Seigneur, de même que tu as prié pour tes ennemis, de même enseigne-nous par ton Saint Esprit à les aimer et à prier pour eux avec des larmes. Ceci est cependant bien difficile pour nous, pécheurs, si ta grâce n’est pas avec nous !…
Si la grâce de l’Esprit Saint habite le cœur d’un homme, même en une mesure infime, cet homme pleure pour tous les hommes ; il a plus encore pitié de ceux qui ne connaissent pas Dieu ou qui lui résistent. Il prie pour eux jour et nuit afin qu’ils se convertissent et reconnaissent Dieu. Le Christ priait pour ceux qui le crucifiaient : « Père, pardonne-leur, ils ne savent pas ce qu’ils font » (Lc 23,34). Étienne, lui aussi, priait pour ses persécuteurs afin que Dieu ne leur impute pas ce péché… (Ac 7,60). Il faut prier pour nos ennemis si nous voulons conserver la grâce, car celui qui n’a pas compassion du pécheur n’a pas en lui la grâce du Saint Esprit.

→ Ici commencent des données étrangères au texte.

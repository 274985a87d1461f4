//! Applying a pull request to the working tree.

use base64::Engine as _;
use base64::engine::general_purpose::STANDARD;
use camino::Utf8Path;
use tracing::{debug, info};

use crate::backup::BackupKey;
use crate::github::{FileContents, HeadRepository};
use crate::persistence::NewAppliedTest;

use super::engine::{PatchEngine, require_quota};
use super::error::{PatchError, map_gateway_error, map_persistence_error};
use super::file_change::{FileAction, FileChange, StagedChange, parse_file_list};

/// Encoding the contents API is expected to use.
const BASE64_ENCODING: &str = "base64";

impl PatchEngine<'_> {
    /// Applies pull request `pull_id` to the working tree.
    ///
    /// Returns `Ok(false)` when the pull request touches no file that ships
    /// with the site. On success the replaced files are backed up, an applied
    /// test is recorded, and the pull's applied SHA is set.
    ///
    /// # Errors
    ///
    /// Validation failures (`RateLimitExceeded`, `RemoteUnavailable`,
    /// `RepoGone`, `Conflict`, `MissingLocalFile`, `UnsupportedEncoding`)
    /// leave everything untouched. `FilesystemIo` and `DatabaseIo` may leave
    /// the tree partially patched.
    pub async fn apply(&self, pull_id: u64) -> Result<bool, PatchError> {
        info!(pull_id, "applying pull request");
        require_quota(self.deps.gateway, 1).await?;

        let head = self
            .deps
            .gateway
            .pull_request(pull_id)
            .await
            .map_err(|error| map_gateway_error(&error))?;
        let Some(source) = head.repository.as_ref() else {
            return Err(PatchError::RepoGone { pull_id });
        };

        let files = self
            .deps
            .gateway
            .pull_request_files(pull_id)
            .await
            .map_err(|error| map_gateway_error(&error))?;
        if files.is_empty() {
            debug!(pull_id, "pull request has no files");
            return Ok(false);
        }

        let changes = parse_file_list(&files, self.deps.tree.is_development_checkout());
        if changes.is_empty() {
            debug!(pull_id, "no production files left after filtering");
            return Ok(false);
        }

        let staged = self.stage(changes, source, &head.head_ref).await?;
        let changes = self.write_staged(staged)?;
        self.record(head.number, &head.head_sha, &changes)?;

        info!(pull_id, files = changes.len(), "pull request applied");
        Ok(true)
    }

    /// Checks every change against the tree and downloads new contents.
    async fn stage(
        &self,
        changes: Vec<FileChange>,
        source: &HeadRepository,
        git_ref: &str,
    ) -> Result<Vec<StagedChange>, PatchError> {
        let mut staged = Vec::with_capacity(changes.len());

        for change in changes {
            self.validate(&change)?;

            let body = if change.action.needs_contents() {
                let contents = self
                    .deps
                    .gateway
                    .file_contents(source, &change.repo_filename, git_ref)
                    .await
                    .map_err(|error| map_gateway_error(&error))?;
                Some(decode_contents(&change.filename, &contents)?)
            } else {
                None
            };

            staged.push(StagedChange { change, body });
        }

        Ok(staged)
    }

    fn validate(&self, change: &FileChange) -> Result<(), PatchError> {
        let exists = self.deps.tree.exists(change.path());

        match change.action {
            FileAction::Deleted if !exists => Err(PatchError::MissingLocalFile {
                path: change.filename.clone(),
            }),
            FileAction::Deleted => Ok(()),
            FileAction::Added | FileAction::Modified | FileAction::Renamed => {
                if self
                    .deps
                    .backups
                    .contains(&BackupKey::for_path(&change.filename))
                {
                    return Err(PatchError::Conflict {
                        path: change.filename.clone(),
                    });
                }

                if change.action == FileAction::Modified && !exists {
                    return Err(PatchError::MissingLocalFile {
                        path: change.filename.clone(),
                    });
                }

                Ok(())
            }
        }
    }

    /// Backs up and writes every staged change, discarding the contents.
    fn write_staged(&self, staged: Vec<StagedChange>) -> Result<Vec<FileChange>, PatchError> {
        let tree = self.deps.tree;
        let mut written = Vec::with_capacity(staged.len());

        for staged_change in staged {
            let StagedChange { change, body } = staged_change;

            if let Some(backup_source) = self.backup_source(&change) {
                let current = tree.read(Utf8Path::new(backup_source))?;
                self.deps
                    .backups
                    .save(&BackupKey::for_path(backup_source), &current)?;
            }

            let body = body.unwrap_or_default();
            match change.action {
                FileAction::Added | FileAction::Modified => tree.write(change.path(), &body)?,
                FileAction::Deleted => tree.remove(change.path())?,
                FileAction::Renamed => {
                    if let Some(original) = change.original_path()
                        && tree.exists(original)
                    {
                        tree.remove(original)?;
                    }
                    tree.write(change.path(), &body)?;
                }
            }

            debug!(filename = %change.filename, action = ?change.action, "file patched");
            written.push(change);
        }

        Ok(written)
    }

    /// Path whose current contents must be saved before `change` is written.
    fn backup_source<'change>(&self, change: &'change FileChange) -> Option<&'change str> {
        let tree = self.deps.tree;
        match change.action {
            FileAction::Deleted => Some(change.filename.as_str()),
            FileAction::Modified if tree.exists(change.path()) => Some(change.filename.as_str()),
            FileAction::Renamed => change
                .original_filename
                .as_deref()
                .filter(|original| tree.exists(Utf8Path::new(original))),
            FileAction::Added | FileAction::Modified => None,
        }
    }

    fn record(
        &self,
        pull_id: u64,
        head_sha: &str,
        changes: &[FileChange],
    ) -> Result<(), PatchError> {
        let data = serde_json::to_string(changes).map_err(|error| PatchError::DatabaseIo {
            message: format!("serialise file list: {error}"),
            partial: true,
        })?;

        let test_id = self
            .deps
            .tests
            .insert(NewAppliedTest {
                pull_id,
                data: &data,
                patched_by: self.settings.acting_user,
                applied_version: &self.settings.host_version,
            })
            .map_err(|error| map_persistence_error("record applied test", &error))?;

        self.deps
            .pulls
            .set_applied_sha(pull_id, head_sha)
            .map_err(|error| map_persistence_error("record applied sha", &error))?;

        self.deps
            .assets
            .bump()
            .map_err(|error| map_persistence_error("refresh asset version", &error))?;

        debug!(pull_id, test_id, "applied test recorded");
        Ok(())
    }
}

/// Decodes a contents API payload.
///
/// GitHub wraps base64 bodies at 60 columns, so line breaks are removed
/// before decoding.
fn decode_contents(path: &str, contents: &FileContents) -> Result<Vec<u8>, PatchError> {
    if contents.encoding != BASE64_ENCODING {
        return Err(PatchError::UnsupportedEncoding {
            path: path.to_owned(),
            encoding: contents.encoding.clone(),
        });
    }

    let compact: String = contents
        .content
        .chars()
        .filter(|character| !character.is_ascii_whitespace())
        .collect();

    STANDARD
        .decode(compact)
        .map_err(|error| PatchError::RemoteUnavailable {
            message: format!("GitHub returned malformed base64 for '{path}': {error}"),
        })
}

Louange et grâce à Dieu et à sa grande miséricorde, car il nous a accordé, à nous autres hommes, la grâce de l’Esprit Saint.
Grâce aux moines, la prière ne cesse jamais sur la terre, et là est leur utilité pour le monde. Le monde tient grâce à la prière. Si la prière cessait, le monde périrait. »
(Extraits des « Écrits » de saint Silouane rassemblés par l’Archimandrite Sophrony)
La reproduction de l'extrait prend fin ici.